On Jan. 16, Binance launched its off-exchange settlement solution for institutional investors. Regulated digital asset custody services offer additional security and allow investors to access the exchange ecosystem without the need to deposit directly on the platform.
Other positive news was the increase in Bitcoin mining difficulty by 10.26% on January 15, reflecting increased competition for block grants, a typically bullish indicator for the sector. This increases the security of the network, but more importantly, it shows that miners can find strategic power sources and are committed to the long-term investment that Bitcoin mining requires.
Let’s take a look at Bitcoin derivatives metrics to better understand how professional traders are positioning themselves in current market conditions.
The USD Coin (USDC) premium is a good indicator of demand from China-based retail cryptocurrency traders. Measures the difference between peer-to-peer trades in China and the US dollar.
Excessive buying demand tends to push the indicator above 100% fair value, and during bear markets, the stablecoin’s market supply is flooded, causing a discount of 4% or more.
The USDC premium currently sits at 97.5%, down from 100% two weeks earlier, indicating lower demand for the stablecoin from Asian investors. The data became relevant after the 24% rally between January 7 and 14, as one would have expected much higher demand from retail traders.
However, this data is not necessarily bearish as traders may be dumping stablecoins due to increased regulatory risks.
Futures Premium Finally Shows Neutral Sentiment
Retail traders often avoid quarterly futures because of their price difference to spot markets. Meanwhile, professional traders prefer these instruments because they avoid the fluctuation of funding rates in a perpetual futures contract.
Two month futures annualized premium should trade between +4% and +8% in healthy markets to cover costs and associated risks. Therefore, when futures trade below that range, it shows a lack of confidence on the part of leveraged buyers, which is usually a bearish indicator.

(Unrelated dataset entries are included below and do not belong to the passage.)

//! K3s cluster bootstrap
//!
//! The master is installed first and yields the join token; workers join
//! with it afterwards. Every phase checks whether it already ran, so a rerun
//! against a live cluster only re-reads the token.

use crate::error::{ClusterError, Result};
use crate::k3s;
use shipyard_cloud::{PollPolicy, poll};
use shipyard_core::manifest::{ErrorBackendManifest, Manifests, RegistryManifest};
use shipyard_core::naming::{ERROR_BACKEND_NAME, NODE_LABEL, REGISTRY_NAME, redact};
use shipyard_remote::{Kubectl, RemoteCommand, RemoteExecutor};
use std::fmt;
use tokio_util::sync::CancellationToken;
use tracing::{debug, info, instrument, warn};

const INGRESS_NAMESPACE: &str = "ingress-nginx";
const INGRESS_CONTROLLER: &str = "ingress-nginx-controller";
const CUSTOM_HTTP_ERRORS: &str = "502,503,504";
const ROLLOUT_TIMEOUT_SECS: u64 = 120;

/// Poll budgets for each readiness wait
#[derive(Debug, Clone, Copy)]
pub struct BootstrapPolicy {
    pub cloud_init: PollPolicy,
    pub node_ready: PollPolicy,
    pub registry: PollPolicy,
    pub ingress: PollPolicy,
    pub error_backend: PollPolicy,
    pub worker_join: PollPolicy,
}

impl Default for BootstrapPolicy {
    fn default() -> Self {
        Self {
            cloud_init: PollPolicy::secs(60, 5),
            node_ready: PollPolicy::secs(60, 5),
            registry: PollPolicy::secs(24, 5),
            ingress: PollPolicy::secs(60, 10),
            error_backend: PollPolicy::secs(30, 2),
            worker_join: PollPolicy::secs(30, 5),
        }
    }
}

/// Join secret read from the master; never printed in full
#[derive(Clone, PartialEq, Eq)]
pub struct ClusterToken(String);

impl ClusterToken {
    pub fn new(token: impl Into<String>) -> Result<Self> {
        let token = token.into().trim().to_string();
        if token.is_empty() {
            return Err(ClusterError::EmptyToken);
        }
        Ok(Self(token))
    }

    pub fn expose(&self) -> &str {
        &self.0
    }
}

impl fmt::Debug for ClusterToken {
    fn fmt(&self, f: &mut fmt::Formatter<'_>) -> fmt::Result {
        write!(f, "ClusterToken({})", redact(&self.0))
    }
}

#[derive(Debug, Clone, PartialEq, Eq)]
pub struct PrivateNetwork {
    pub ip: String,
    pub interface: String,
}

/// What workers need from the master
#[derive(Debug, Clone)]
pub struct MasterNode {
    pub name: String,
    pub private_ip: String,
    pub token: ClusterToken,
}

pub struct Bootstrapper<'a> {
    manifests: &'a Manifests,
    ssh_user: String,
    policy: BootstrapPolicy,
    cancel: CancellationToken,
}

impl<'a> Bootstrapper<'a> {
    pub fn new(manifests: &'a Manifests, ssh_user: impl Into<String>, cancel: CancellationToken) -> Self {
        Self {
            manifests,
            ssh_user: ssh_user.into(),
            policy: BootstrapPolicy::default(),
            cancel,
        }
    }

    pub fn with_policy(mut self, policy: BootstrapPolicy) -> Self {
        self.policy = policy;
        self
    }

    /// Block until cloud-init has finished on the host
    pub async fn wait_for_cloud_init(&self, exec: &dyn RemoteExecutor) -> Result<()> {
        info!(host = %exec.host(), "Waiting for cloud-init to complete");
        let result = poll(self.policy.cloud_init, "cloud-init", &self.cancel, || async move {
            Ok::<_, ClusterError>(match exec.execute(k3s::CLOUD_INIT_DONE).await {
                Ok(out) if out.contains("ready") => Some(()),
                _ => None,
            })
        })
        .await;

        match result.map_err(ClusterError::from) {
            Err(ClusterError::NotReady { attempts, .. }) => Err(ClusterError::CloudInitTimeout {
                host: exec.host().to_string(),
                attempts,
            }),
            other => other,
        }
    }

    async fn is_active(&self, exec: &dyn RemoteExecutor, check: &str) -> bool {
        matches!(exec.execute(check).await, Ok(out) if out.trim() == "active")
    }

    pub async fn private_network(&self, exec: &dyn RemoteExecutor) -> Result<PrivateNetwork> {
        let ip = exec.execute(k3s::PRIVATE_IP).await?.trim().to_string();
        if ip.is_empty() {
            return Err(ClusterError::MissingPrivateIp {
                host: exec.host().to_string(),
            });
        }
        let interface = exec.execute(k3s::PRIVATE_INTERFACE).await?.trim().to_string();
        if interface.is_empty() {
            return Err(ClusterError::MissingPrivateIp {
                host: exec.host().to_string(),
            });
        }
        Ok(PrivateNetwork { ip, interface })
    }

    /// Read the join token; an empty file is fatal
    pub async fn cluster_token(&self, exec: &dyn RemoteExecutor) -> Result<ClusterToken> {
        let output = exec.execute(&k3s::read_token()).await?;
        let token = ClusterToken::new(output)?;
        debug!(token = ?token, "Cluster token retrieved");
        Ok(token)
    }

    /// Install and configure the control plane on `server_name`
    #[instrument(skip(self, exec), fields(host = %exec.host()))]
    pub async fn bootstrap_master(
        &self,
        exec: &dyn RemoteExecutor,
        server_name: &str,
        group: &str,
    ) -> Result<MasterNode> {
        self.wait_for_cloud_init(exec).await?;

        if self.is_active(exec, k3s::SERVER_ACTIVE).await {
            info!("K3s already running, skipping installation");
            let network = self.private_network(exec).await?;
            exec.execute(&k3s::kubeconfig(&self.ssh_user, &network.ip)).await?;
            return Ok(MasterNode {
                name: server_name.to_string(),
                private_ip: network.ip,
                token: self.cluster_token(exec).await?,
            });
        }

        let network = self.private_network(exec).await?;
        info!(
            private_ip = %network.ip,
            interface = %network.interface,
            "Installing K3s server"
        );

        self.install_docker(exec, &network.ip).await?;
        exec.execute(&k3s::registries_yaml()).await?;
        exec.run(RemoteCommand::new(k3s::install_server(&network.ip, &network.interface)).streaming())
            .await?;
        info!("K3s server installed");

        exec.execute(&k3s::kubeconfig(&self.ssh_user, &network.ip)).await?;
        self.wait_for_node_ready(exec).await?;

        let kubectl = Kubectl::new(exec);
        let node = kubectl.first_node_name().await?;
        kubectl.label_node(&node, NODE_LABEL, group).await?;

        self.setup_registry(exec, group).await?;
        self.setup_ingress(exec).await?;

        Ok(MasterNode {
            name: server_name.to_string(),
            private_ip: network.ip,
            token: self.cluster_token(exec).await?,
        })
    }

    async fn install_docker(&self, exec: &dyn RemoteExecutor, private_ip: &str) -> Result<()> {
        if self.is_active(exec, k3s::DOCKER_ACTIVE).await {
            info!("Docker already running, skipping installation");
        } else {
            info!("Installing Docker for image builds");
            exec.run(RemoteCommand::new(k3s::install_docker(&self.ssh_user)).streaming())
                .await?;
        }
        exec.execute(&k3s::docker_insecure_registry(private_ip)).await?;
        Ok(())
    }

    async fn wait_for_node_ready(&self, exec: &dyn RemoteExecutor) -> Result<()> {
        info!("Waiting for K3s node to be ready");
        poll(self.policy.node_ready, "k3s node", &self.cancel, || async move {
            Ok::<_, ClusterError>(match exec.execute(k3s::NODES).await {
                Ok(out) if k3s::any_node_ready(&out) => Some(()),
                _ => None,
            })
        })
        .await?;
        info!("K3s is ready");
        Ok(())
    }

    /// Wait until `deployment` reports `expected` ready replicas
    async fn wait_for_replicas(
        &self,
        exec: &dyn RemoteExecutor,
        deployment: &str,
        namespace: &str,
        policy: PollPolicy,
    ) -> Result<()> {
        poll(policy, deployment, &self.cancel, || async move {
            let kubectl = Kubectl::new(exec);
            let ready = kubectl
                .get_jsonpath("deployment", deployment, namespace, "{.status.readyReplicas}")
                .await
                .unwrap_or_default();
            let desired = kubectl
                .get_jsonpath("deployment", deployment, namespace, "{.spec.replicas}")
                .await
                .unwrap_or_default();
            Ok::<_, ClusterError>((!ready.is_empty() && ready == desired).then_some(()))
        })
        .await?;
        Ok(())
    }

    async fn setup_registry(&self, exec: &dyn RemoteExecutor, group: &str) -> Result<()> {
        info!("Setting up in-cluster registry");
        let manifest = self.manifests.registry(&RegistryManifest::on(group))?;
        Kubectl::new(exec).apply(&manifest).await?;
        self.wait_for_replicas(exec, REGISTRY_NAME, "default", self.policy.registry)
            .await?;
        info!("In-cluster registry running");
        Ok(())
    }

    async fn setup_ingress(&self, exec: &dyn RemoteExecutor) -> Result<()> {
        info!("Setting up ingress-nginx");
        let kubectl = Kubectl::new(exec);
        kubectl.apply_url(k3s::INGRESS_NGINX_MANIFEST).await?;
        self.wait_for_replicas(exec, INGRESS_CONTROLLER, INGRESS_NAMESPACE, self.policy.ingress)
            .await?;
        info!("Ingress controller is ready");

        let manifest = self
            .manifests
            .error_backend(&ErrorBackendManifest::default())?;
        kubectl.apply(&manifest).await?;
        self.wait_for_replicas(exec, ERROR_BACKEND_NAME, INGRESS_NAMESPACE, self.policy.error_backend)
            .await?;

        exec.execute(&format!(
            "kubectl patch configmap {} -n {} --type merge -p '{{\"data\":{{\"custom-http-errors\":\"{}\"}}}}'",
            INGRESS_CONTROLLER, INGRESS_NAMESPACE, CUSTOM_HTTP_ERRORS
        ))
        .await?;

        let args = kubectl
            .get_jsonpath(
                "deployment",
                INGRESS_CONTROLLER,
                INGRESS_NAMESPACE,
                "{.spec.template.spec.containers[0].args}",
            )
            .await?;
        if args.contains("--default-backend-service") {
            info!("Error backend already wired into the ingress controller");
            return Ok(());
        }

        exec.execute(&format!(
            "kubectl patch deployment {} -n {} --type=json -p='[{{\"op\":\"add\",\"path\":\"/spec/template/spec/containers/0/args/-\",\"value\":\"--default-backend-service={}/{}\"}}]'",
            INGRESS_CONTROLLER, INGRESS_NAMESPACE, INGRESS_NAMESPACE, ERROR_BACKEND_NAME
        ))
        .await?;
        kubectl
            .rollout_status("deployment", INGRESS_CONTROLLER, INGRESS_NAMESPACE, ROLLOUT_TIMEOUT_SECS)
            .await?;
        info!("Error backend configured");
        Ok(())
    }

    /// Install the K3s agent on a worker. Joining is confirmed separately
    /// from the master with [`Bootstrapper::await_worker_join`].
    #[instrument(skip(self, exec, master), fields(host = %exec.host()))]
    pub async fn bootstrap_worker(
        &self,
        exec: &dyn RemoteExecutor,
        worker_name: &str,
        master: &MasterNode,
    ) -> Result<()> {
        self.wait_for_cloud_init(exec).await?;

        if self.is_active(exec, k3s::AGENT_ACTIVE).await {
            info!(worker = %worker_name, "K3s agent already running");
            return Ok(());
        }

        let network = self.private_network(exec).await?;
        info!(worker = %worker_name, private_ip = %network.ip, "Installing K3s agent");

        let script = k3s::install_agent(
            &master.private_ip,
            master.token.expose(),
            &network.ip,
            &network.interface,
            worker_name,
        );
        exec.run(
            RemoteCommand::new(script)
                .streaming()
                .redacting(master.token.expose()),
        )
        .await?;
        info!(worker = %worker_name, "K3s agent installed");
        Ok(())
    }

    /// Wait for `worker_name` to register, then label it with its group.
    ///
    /// Returns `false` when the node never shows up; the caller decides
    /// whether that is fatal.
    pub async fn await_worker_join(
        &self,
        master: &dyn RemoteExecutor,
        worker_name: &str,
        group: &str,
    ) -> Result<bool> {
        let joined = poll(self.policy.worker_join, worker_name, &self.cancel, || async move {
            let nodes = Kubectl::new(master).node_names().await.unwrap_or_default();
            Ok::<_, ClusterError>(nodes.iter().any(|n| n == worker_name).then_some(()))
        })
        .await
        .map_err(ClusterError::from);

        match joined {
            Ok(()) => {
                Kubectl::new(master)
                    .label_node(worker_name, NODE_LABEL, group)
                    .await?;
                info!(worker = %worker_name, "Worker labeled");
                Ok(true)
            }
            Err(ClusterError::NotReady { .. }) => {
                warn!(worker = %worker_name, "Worker node did not join the cluster in time");
                Ok(false)
            }
            Err(e) => Err(e),
        }
    }
}

#[cfg(test)]
mod tests {
    use super::*;

    #[test]
    fn test_empty_token_rejected() {
        assert!(matches!(ClusterToken::new("  \n"), Err(ClusterError::EmptyToken)));
    }

    #[test]
    fn test_token_debug_is_redacted() {
        let token = ClusterToken::new("K10f00dfeed::server:0123456789abcdef").unwrap();
        let shown = format!("{:?}", token);
        assert!(!shown.contains("0123456789abcdef"));
        assert!(shown.starts_with("ClusterToken(K10f"));
    }
}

The chart above shows positive momentum for the Bitcoin futures premium, which is now flirting with the neutral premium at +4%, the highest in five months. This indicator represents a dramatic shift from backwardation, the bearish sentiment that had prevailed since FTX’s collapse in November 2022 to early 2023.
Bitcoin needs to pull back to $20,000
Although the seemingly effortless rally to $20,000 looks encouraging, it has not recently been tested as a support level. At the same time, the absence of a stablecoin premium in Asia shows a lack of demand from retail buyers. However, the current discount of 2.5% does not reflect discomfort or anguish on the part of the sellers.
These data support the thesis that Bitcoin needs to retouch the $20,000 support to show investors that, regardless of how the stock market performs, bearish sentiment caused by FTX and Digital Currency Group contagion risks (DCG) has been left behind.
There is still a chance that macroeconomic data will support a continuation of the bull run, so either way could maintain the positive momentum.